Task objective
From the top of the records below, return each line exactly, ending with the line that contains "MONITOR blocks. Every".

[Stored entries]
····················
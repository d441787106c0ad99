//! Plain-text reference search over stored documents.

use rpgforge_core::document::{Document, DocumentId, DocumentType};
use serde::Serialize;

/// Excerpts reported per matching document.
const MAX_EXCERPTS: usize = 2;
/// Characters kept per excerpt.
const EXCERPT_CHARS: usize = 200;

#[derive(Debug, Clone, Serialize)]
pub struct SearchHit {
    pub document_id: DocumentId,
    pub filename: String,
    pub document_type: DocumentType,
    pub description: String,
    pub excerpts: Vec<String>,
}

fn excerpt(sentence: &str) -> String {
    let trimmed = sentence.trim();
    let mut text: String = trimmed.chars().take(EXCERPT_CHARS).collect();
    text.push_str("...");
    text
}

/// Case-insensitive substring search. Documents are reported in the order
/// given, each with up to two sentence excerpts containing the query.
///
/// An empty or whitespace-only query matches nothing.
pub fn search_documents(documents: &[Document], query: &str, max_results: usize) -> Vec<SearchHit> {
    let needle = query.trim().to_lowercase();
    if needle.is_empty() {
        return Vec::new();
    }

    documents
        .iter()
        .filter_map(|doc| {
            let haystack = doc.raw_text.to_lowercase();
            if !haystack.contains(&needle) {
                return None;
            }
            let excerpts = haystack
                .split('.')
                .filter(|sentence| sentence.contains(&needle))
                .take(MAX_EXCERPTS)
                .map(excerpt)
                .collect();
            Some(SearchHit {
                document_id: doc.id.clone(),
                filename: doc.filename.clone(),
                document_type: doc.document_type,
                description: doc.description.clone(),
                excerpts,
            })
        })
        .take(max_results)
        .collect()
}

#[cfg(test)]
mod tests {
    use super::*;

    fn docs() -> Vec<Document> {
        vec![
            Document::new(
                "standards.md",
                "Use MONITOR blocks. Every program needs a MONITOR around I/O. Avoid GOTO. Monitor groups nest.",
                DocumentType::Standards,
            )
            .with_description("Shop standards"),
            Document::new("guide.md", "Convert C specs to free form.", DocumentType::ConversionGuide),
            Document::new("more.md", "monitor everything.", DocumentType::Examples),
        ]
    }

    #[test]
    fn finds_case_insensitively_with_two_excerpts() {
        let hits = search_documents(&docs(), "Monitor", 5);
        assert_eq!(hits.len(), 2);
        assert_eq!(hits[0].filename, "standards.md");
        assert_eq!(hits[0].description, "Shop standards");
        assert_eq!(
            hits[0].excerpts,
            vec![
                "use monitor blocks...".to_string(),
                "every program needs a monitor around i/o...".to_string(),
            ]
        );
    }

    #[test]
    fn respects_max_results() {
        assert_eq!(search_documents(&docs(), "monitor", 1).len(), 1);
    }

    #[test]
    fn excerpts_are_capped() {
        let long = format!("{} needle {}", "x".repeat(300), "y".repeat(300));
        let doc = Document::new("long.md", long, DocumentType::Reference);
        let hits = search_documents(&[doc], "needle", 5);
        assert_eq!(hits[0].excerpts[0].chars().count(), EXCERPT_CHARS + 3);
    }

    #[test]
    fn empty_query_matches_nothing() {
        assert!(search_documents(&docs(), "  ", 5).is_empty());
        assert!(search_documents(&docs(), "nonexistent phrase", 5).is_empty());
    }
}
····················
Answer below
repository d441787106c0ad99
//! Plain-text reference search over stored documents.

use rpgforge_core::document::{Document, DocumentId, DocumentType};
use serde::Serialize;

/// Excerpts reported per matching document.
const MAX_EXCERPTS: usize = 2;
/// Characters kept per excerpt.
const EXCERPT_CHARS: usize = 200;

#[derive(Debug, Clone, Serialize)]
pub struct SearchHit {
    pub document_id: DocumentId,
    pub filename: String,
    pub document_type: DocumentType,
    pub description: String,
    pub excerpts: Vec<String>,
}

fn excerpt(sentence: &str) -> String {
    let trimmed = sentence.trim();
    let mut text: String = trimmed.chars().take(EXCERPT_CHARS).collect();
    text.push_str("...");
    text
}

/// Case-insensitive substring search. Documents are reported in the order
/// given, each with up to two sentence excerpts containing the query.
///
/// An empty or whitespace-only query matches nothing.
pub fn search_documents(documents: &[Document], query: &str, max_results: usize) -> Vec<SearchHit> {
    let needle = query.trim().to_lowercase();
    if needle.is_empty() {
        return Vec::new();
    }

    documents
        .iter()
        .filter_map(|doc| {
            let haystack = doc.raw_text.to_lowercase();
            if !haystack.contains(&needle) {
                return None;
            }
            let excerpts = haystack
                .split('.')
                .filter(|sentence| sentence.contains(&needle))
                .take(MAX_EXCERPTS)
                .map(excerpt)
                .collect();
            Some(SearchHit {
                document_id: doc.id.clone(),
                filename: doc.filename.clone(),
                document_type: doc.document_type,
                description: doc.description.clone(),
                excerpts,
            })
        })
        .take(max_results)
        .collect()
}

#[cfg(test)]
mod tests {
    use super::*;

    fn docs() -> Vec<Document> {
        vec![
            Document::new(
                "standards.md",
                "Use MONITOR blocks. Every program needs a MONITOR around I/O. Avoid GOTO. Monitor groups nest.",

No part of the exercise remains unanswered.